Venerable Choden, who is in his 50s and based in Thimpu, the capital, says alcohol did not worry Buddhist monks and nuns earlier, because drinking is "an age-old practice" during Bhutanese festivals and ceremonies. What worries them now is the new phenomenon of deaths due to alcohol abuse.
According to Deki Pelden, a nurse working in a private health clinic in Thimpu, alcohol-related liver disease has been a major cause of death in Bhutan during recent years.
She cited health ministry statistics showing that 98 of 1,471 patients in Thimpu Referral Hospital died of this cause in 2007. The hospital admitted around the same number of patients in 2008, but better medication helped lower the death rate.
Nonetheless, survivors find it very difficult to lead a normal life, and relapse "is a sure death warrant," she added.
Venerable Choden wonders how Bhutan, which he sees as a cradle of the Buddhist values of austerity and abstention, could have been caught in the whirlpool of alcoholism that is affecting the younger generation "physically and spiritually."
He suggested Buddhist monks and nuns should come out of their monasteries and mingle with the youths "so we can help them imbibe the essence of our Buddhist heritages."
In his view, "only that can save them from the octopus-like tentacles of consumer culture."
The monk clarified, however, that he does not advocate any sort of fundamentalism, or "Talibanization," in Bhutanese society.
"Buddhist spirituality implies generosity, compassion and the holistic well-being of all humans, and even other living entities. It has no place for hatred of anyone," he explained.
Wangmo Tshering, a Buddhist nun who looks after orphans in Thimpu, regrets that alcohol-related diseases and deaths have affected families. "Mothers often find [new] husbands, but it is very difficult to integrate the fatherless children in new families," she said.
Tshering, 45, has helped about 30 children orphaned as a result of alcoholism in the past five years.
The nun remarked that although drinking is not taboo in Bhutan, the country has never experienced so many deaths due to alcohol abuse.
Laypeople have traditionally consumed ara, a local brew made of millet, wheat and rice, but add herbal juices to make it a healthier tonic, she said.

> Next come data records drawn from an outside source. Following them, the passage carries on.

//! Products service errors.

use sqlx::{
    Error,
    error::{DatabaseError, ErrorKind},
};
use thiserror::Error;

#[derive(Debug, Error)]
pub enum ProductsServiceError {
    #[error("product already exists")]
    AlreadyExists,

    #[error("product not found")]
    NotFound,

    #[error("related resource not found")]
    InvalidReference,

    #[error("missing required data")]
    MissingRequiredData,

    #[error("invalid data")]
    InvalidData,

    #[error("storage error")]
    Sql(#[source] Error),
}

impl From<Error> for ProductsServiceError {
    fn from(error: Error) -> Self {
        if matches!(error, Error::RowNotFound) {
            return Self::NotFound;
        }

        match error.as_database_error().map(DatabaseError::kind) {
            Some(ErrorKind::UniqueViolation) => Self::AlreadyExists,
            Some(ErrorKind::ForeignKeyViolation) => Self::InvalidReference,
            Some(ErrorKind::NotNullViolation) => Self::MissingRequiredData,
            Some(ErrorKind::CheckViolation) => Self::InvalidData,
            Some(ErrorKind::Other | _) | None => Self::Sql(error),
        }
    }
}
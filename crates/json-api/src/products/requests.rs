//! Product Requests

use std::collections::BTreeMap;

use salvo::oapi::ToSchema;
use serde::{Deserialize, Serialize};

use flames_app::domain::products::{data::ProductDetails, records::ProductImage};

/// Product Image
#[derive(Debug, Clone, PartialEq, Eq, Serialize, Deserialize, ToSchema)]
pub(crate) struct ProductImageBody {
    pub url: String,

    #[serde(default)]
    pub alt: Option<String>,
}

impl From<ProductImage> for ProductImageBody {
    fn from(image: ProductImage) -> Self {
        Self {
            url: image.url,
            alt: image.alt,
        }
    }
}

impl From<ProductImageBody> for ProductImage {
    fn from(image: ProductImageBody) -> Self {
        Self {
            url: image.url,
            alt: image.alt,
        }
    }
}

/// Create or Replace Product Request
///
/// Prices are in paise.
#[derive(Debug, Serialize, Deserialize, ToSchema)]
pub(crate) struct ProductRequest {
    pub title: String,
    pub slug: String,

    #[serde(default)]
    pub description: Option<String>,

    pub price: u64,

    #[serde(default)]
    pub sale_price: Option<u64>,

    /// Category slug
    pub category: String,

    #[serde(default)]
    pub brand: Option<String>,

    /// Average rating, 0 to 5
    #[serde(default)]
    pub rating: f64,

    #[serde(default)]
    pub rating_count: u32,

    #[serde(default)]
    pub stock: u32,

    #[serde(default)]
    pub images: Vec<ProductImageBody>,

    #[serde(default)]
    pub specs: BTreeMap<String, String>,

    #[serde(default)]
    pub featured: bool,

    #[serde(default)]
    pub tags: Vec<String>,
}

impl From<ProductRequest> for ProductDetails {
    fn from(request: ProductRequest) -> Self {
        ProductDetails {
            title: request.title,
            slug: request.slug,
            description: request.description,
            price: request.price,
            sale_price: request.sale_price,
            category: request.category,
            brand: request.brand,
            rating: request.rating,
            rating_count: request.rating_count,
            stock: request.stock,
            images: request.images.into_iter().map(Into::into).collect(),
            specs: request.specs,
            featured: request.featured,
            tags: request.tags,
        }
    }
}
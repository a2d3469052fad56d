//! Request ID generation and response header helpers.

use salvo::{
    http::{StatusCode, header::HeaderValue},
    prelude::Response,
};
use tracing::warn;
use uuid::Uuid;

pub(super) const REQUEST_ID_HEADER: &str = "x-request-id";

pub(super) fn resolve_request_id(header_value: Option<String>) -> String {
    header_value
        .filter(|value| !value.trim().is_empty())
        .unwrap_or_else(generate_request_id)
}

pub(super) fn set_request_id_header(res: &mut Response, request_id: &str) {
    let header_value = match HeaderValue::from_str(request_id) {
        Ok(value) => value,
        Err(source) => {
            warn!(
                request_id,
                "could not encode request id for response header: {source}"
            );

            return;
        }
    };

    res.headers_mut().insert(REQUEST_ID_HEADER, header_value);
}

pub(super) fn response_status_or_ok(status_code: Option<StatusCode>) -> StatusCode {
    status_code.unwrap_or(StatusCode::OK)
}

fn generate_request_id() -> String {
    Uuid::now_v7().to_string()
}
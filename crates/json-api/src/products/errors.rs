//! Product Errors

use salvo::http::StatusError;
use tracing::error;

use flames_app::domain::products::ProductsServiceError;

pub(crate) fn into_status_error(error: ProductsServiceError) -> StatusError {
    match error {
        ProductsServiceError::AlreadyExists => {
            StatusError::conflict().brief("Product already exists")
        }
        ProductsServiceError::InvalidReference
        | ProductsServiceError::MissingRequiredData
        | ProductsServiceError::InvalidData => {
            StatusError::bad_request().brief("Invalid product payload")
        }
        ProductsServiceError::Sql(source) => {
            error!("product storage error: {source}");

            StatusError::internal_server_error()
        }
        ProductsServiceError::NotFound => StatusError::not_found().brief("Product not found"),
    }
}
//! Checkout

use std::fmt::Display;

use rusty_money::{Money, MoneyError, iso::Currency};
use thiserror::Error;

use crate::{
    coupons::canonical_code,
    items::LineItemRequest,
    lookups::{CouponLookup, ProductLookup},
    orders::{OrderTotal, PricedLineItem, PricedLineItems},
};

/// Errors that abort a checkout computation.
#[derive(Debug, Error, PartialEq)]
pub enum CheckoutError {
    /// A requested product could not be resolved.
    #[error("product {0} not found")]
    ProductNotFound(String),

    /// A line total does not fit in minor units.
    #[error("line total overflowed")]
    AmountOverflow,

    /// Percentage calculation could not be safely converted.
    #[error("percentage conversion overflowed or was not finite")]
    PercentConversion,

    /// Wrapped money arithmetic or currency mismatch error.
    #[error(transparent)]
    Money(#[from] MoneyError),
}

/// Price the requested items and apply at most one coupon.
///
/// Every item must resolve through `products`; the first one that does not aborts the whole
/// computation. A coupon that is unknown, inactive or below its minimum order value is ignored
/// without error. The returned items are in request order.
///
/// # Errors
///
/// - [`CheckoutError::ProductNotFound`]: a requested product does not exist.
/// - [`CheckoutError::AmountOverflow`]: a line total does not fit in minor units.
/// - [`CheckoutError::PercentConversion`]: a percentage discount could not be represented.
/// - [`CheckoutError::Money`]: a price or discount is quoted in a different currency.
pub fn compute_order<'a, R, P, C>(
    items: &[LineItemRequest<R>],
    coupon_code: Option<&str>,
    products: &P,
    coupons: &C,
    currency: &'a Currency,
) -> Result<(OrderTotal<'a>, PricedLineItems<'a, R>), CheckoutError>
where
    R: Clone + Display,
    P: ProductLookup<'a, R> + ?Sized,
    C: CouponLookup<'a> + ?Sized,
{
    let mut subtotal = Money::from_minor(0, currency);
    let mut priced = PricedLineItems::with_capacity(items.len());

    for item in items {
        let reference = item.product();

        let snapshot = products
            .product(reference)
            .ok_or_else(|| CheckoutError::ProductNotFound(reference.to_string()))?;

        let line = PricedLineItem::from_snapshot(reference.clone(), snapshot, item.quantity());

        subtotal = subtotal.add(line.line_total()?)?;

        priced.push(line);
    }

    let coupon = coupon_code
        .map(canonical_code)
        .and_then(|code| coupons.coupon(&code))
        .filter(|coupon| coupon.applies_to(&subtotal));

    let total = match coupon {
        Some(coupon) => OrderTotal::new(
            subtotal,
            coupon.apply(subtotal)?,
            Some(canonical_code(&coupon.code)),
        ),
        None => OrderTotal::new(subtotal, subtotal, None),
    };

    Ok((total, priced))
}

The nun traces changes in local society to a flood of liquor from India, Nepal and Western nations that began entering the country five years ago. "Glamorous bottles" and advertisements have mesmerized the youth, while the government has turned a blind eye lest it lose revenue from liquor sales, she said.
Venerable Choden too blames a consumer culture that he said the government has encouraged to promote tourism. He acknowledged that tourism is helping modernize Bhutan, but lamented it also removes youth from traditional values.
Thinley Rabsel, a trading company employee and economics graduate, sees another factor involved in the problem. The Buddhist youth points to Bhutan's dependence on overseas aid, grants and loans worth hundreds of millions of US dollars a year, much of it coming as financial aid from India.
Pema Kinley, a schoolteacher, credited the government with launching several programs to educate people about its ban on alcohol sales to people less that 18 years old, and about the danger of drunk driving. The country observes Tuesdays as dry days.
Venerable Choden finds these measures inadequate, however. Like Rabsel, he warns that funds from outside the country will make Bhutan dependent and consumerist, and gradually lead to the disruption of its own natural and cultural heritage.
"Surreptitious foreign cultural infiltration" can be countered, he said, only by alert Buddhist monks, nuns and elders.